TASK TO COMPLETE
State the number of lines that hold "impl" in the records below, with no other words.

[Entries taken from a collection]
· · ·
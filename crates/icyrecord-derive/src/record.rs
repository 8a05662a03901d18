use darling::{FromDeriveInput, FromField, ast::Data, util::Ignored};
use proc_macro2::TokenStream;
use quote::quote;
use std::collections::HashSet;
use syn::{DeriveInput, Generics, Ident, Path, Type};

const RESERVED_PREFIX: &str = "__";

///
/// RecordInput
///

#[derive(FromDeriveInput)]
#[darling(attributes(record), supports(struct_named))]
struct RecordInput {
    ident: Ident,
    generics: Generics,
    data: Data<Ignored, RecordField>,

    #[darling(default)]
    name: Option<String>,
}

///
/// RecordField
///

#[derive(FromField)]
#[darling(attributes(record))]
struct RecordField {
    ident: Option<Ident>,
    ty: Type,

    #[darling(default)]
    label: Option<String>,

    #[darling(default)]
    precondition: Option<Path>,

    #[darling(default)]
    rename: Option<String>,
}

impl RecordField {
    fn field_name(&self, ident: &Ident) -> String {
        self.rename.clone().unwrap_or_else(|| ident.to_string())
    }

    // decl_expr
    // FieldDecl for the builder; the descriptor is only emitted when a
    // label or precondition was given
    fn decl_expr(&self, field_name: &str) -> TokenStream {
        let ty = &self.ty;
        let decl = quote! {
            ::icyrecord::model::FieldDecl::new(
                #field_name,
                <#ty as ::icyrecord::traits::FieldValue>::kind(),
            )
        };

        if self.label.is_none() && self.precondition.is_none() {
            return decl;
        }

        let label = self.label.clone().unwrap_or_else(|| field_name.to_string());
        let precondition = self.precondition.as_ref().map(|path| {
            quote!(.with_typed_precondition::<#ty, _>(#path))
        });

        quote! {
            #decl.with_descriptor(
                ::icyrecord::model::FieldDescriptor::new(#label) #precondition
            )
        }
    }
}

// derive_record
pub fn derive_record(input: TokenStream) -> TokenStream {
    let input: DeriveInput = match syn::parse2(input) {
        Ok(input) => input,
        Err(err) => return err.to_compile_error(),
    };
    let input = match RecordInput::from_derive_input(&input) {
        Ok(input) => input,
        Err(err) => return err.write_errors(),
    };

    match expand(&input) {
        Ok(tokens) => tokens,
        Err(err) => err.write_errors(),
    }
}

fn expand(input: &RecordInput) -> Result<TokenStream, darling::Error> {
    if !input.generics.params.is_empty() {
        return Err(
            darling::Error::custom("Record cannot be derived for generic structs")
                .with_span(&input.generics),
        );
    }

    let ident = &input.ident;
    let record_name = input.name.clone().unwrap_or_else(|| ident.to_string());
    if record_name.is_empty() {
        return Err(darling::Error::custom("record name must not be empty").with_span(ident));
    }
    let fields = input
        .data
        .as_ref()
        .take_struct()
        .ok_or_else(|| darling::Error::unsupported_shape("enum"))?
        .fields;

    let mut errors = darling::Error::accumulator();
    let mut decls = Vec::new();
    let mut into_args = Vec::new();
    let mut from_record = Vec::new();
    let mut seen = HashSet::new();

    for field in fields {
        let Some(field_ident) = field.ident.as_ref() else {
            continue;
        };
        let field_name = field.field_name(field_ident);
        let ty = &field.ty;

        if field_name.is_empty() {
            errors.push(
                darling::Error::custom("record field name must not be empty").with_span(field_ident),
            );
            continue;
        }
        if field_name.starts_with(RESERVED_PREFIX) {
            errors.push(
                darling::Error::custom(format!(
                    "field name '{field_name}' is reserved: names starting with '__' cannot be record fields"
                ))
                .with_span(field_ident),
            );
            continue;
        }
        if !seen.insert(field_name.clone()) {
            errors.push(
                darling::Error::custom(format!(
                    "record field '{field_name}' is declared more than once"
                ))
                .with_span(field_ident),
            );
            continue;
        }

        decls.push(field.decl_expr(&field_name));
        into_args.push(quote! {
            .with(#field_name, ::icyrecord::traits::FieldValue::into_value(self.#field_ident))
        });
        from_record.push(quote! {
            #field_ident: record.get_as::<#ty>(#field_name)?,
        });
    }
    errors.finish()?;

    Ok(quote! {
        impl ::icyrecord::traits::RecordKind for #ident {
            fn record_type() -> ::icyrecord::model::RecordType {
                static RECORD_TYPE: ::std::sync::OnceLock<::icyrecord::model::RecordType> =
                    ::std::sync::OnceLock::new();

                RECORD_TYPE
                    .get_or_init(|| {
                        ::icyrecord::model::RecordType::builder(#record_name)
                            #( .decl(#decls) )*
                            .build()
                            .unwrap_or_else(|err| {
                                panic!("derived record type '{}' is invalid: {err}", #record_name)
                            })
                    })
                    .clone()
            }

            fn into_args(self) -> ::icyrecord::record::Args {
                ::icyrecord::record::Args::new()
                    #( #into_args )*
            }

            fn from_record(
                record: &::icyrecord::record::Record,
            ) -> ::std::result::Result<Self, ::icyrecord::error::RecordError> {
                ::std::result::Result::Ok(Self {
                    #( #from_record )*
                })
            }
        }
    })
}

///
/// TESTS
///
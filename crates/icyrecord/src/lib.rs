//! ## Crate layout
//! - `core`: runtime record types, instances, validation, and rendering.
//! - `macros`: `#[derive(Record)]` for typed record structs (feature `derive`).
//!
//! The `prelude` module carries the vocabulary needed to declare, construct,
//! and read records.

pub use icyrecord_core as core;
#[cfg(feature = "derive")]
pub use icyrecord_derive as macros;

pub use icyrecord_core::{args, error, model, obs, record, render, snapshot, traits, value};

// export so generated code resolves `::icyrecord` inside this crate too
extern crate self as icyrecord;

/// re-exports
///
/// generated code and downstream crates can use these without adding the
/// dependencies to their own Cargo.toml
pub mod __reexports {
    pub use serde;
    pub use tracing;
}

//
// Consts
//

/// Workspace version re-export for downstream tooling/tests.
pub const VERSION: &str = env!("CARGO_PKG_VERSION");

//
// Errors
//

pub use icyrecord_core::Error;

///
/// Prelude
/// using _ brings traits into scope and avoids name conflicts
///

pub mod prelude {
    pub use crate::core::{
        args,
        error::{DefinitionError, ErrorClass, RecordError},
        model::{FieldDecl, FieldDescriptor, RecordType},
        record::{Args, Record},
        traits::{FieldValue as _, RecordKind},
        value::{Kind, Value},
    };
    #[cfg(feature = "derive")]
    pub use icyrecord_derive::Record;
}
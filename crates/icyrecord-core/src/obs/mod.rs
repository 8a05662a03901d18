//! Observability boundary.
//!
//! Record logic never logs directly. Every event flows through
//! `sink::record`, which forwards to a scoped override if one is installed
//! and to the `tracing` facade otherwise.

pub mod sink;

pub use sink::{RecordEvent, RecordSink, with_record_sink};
· · ·
ANSWER TO THIS EXERCISE
2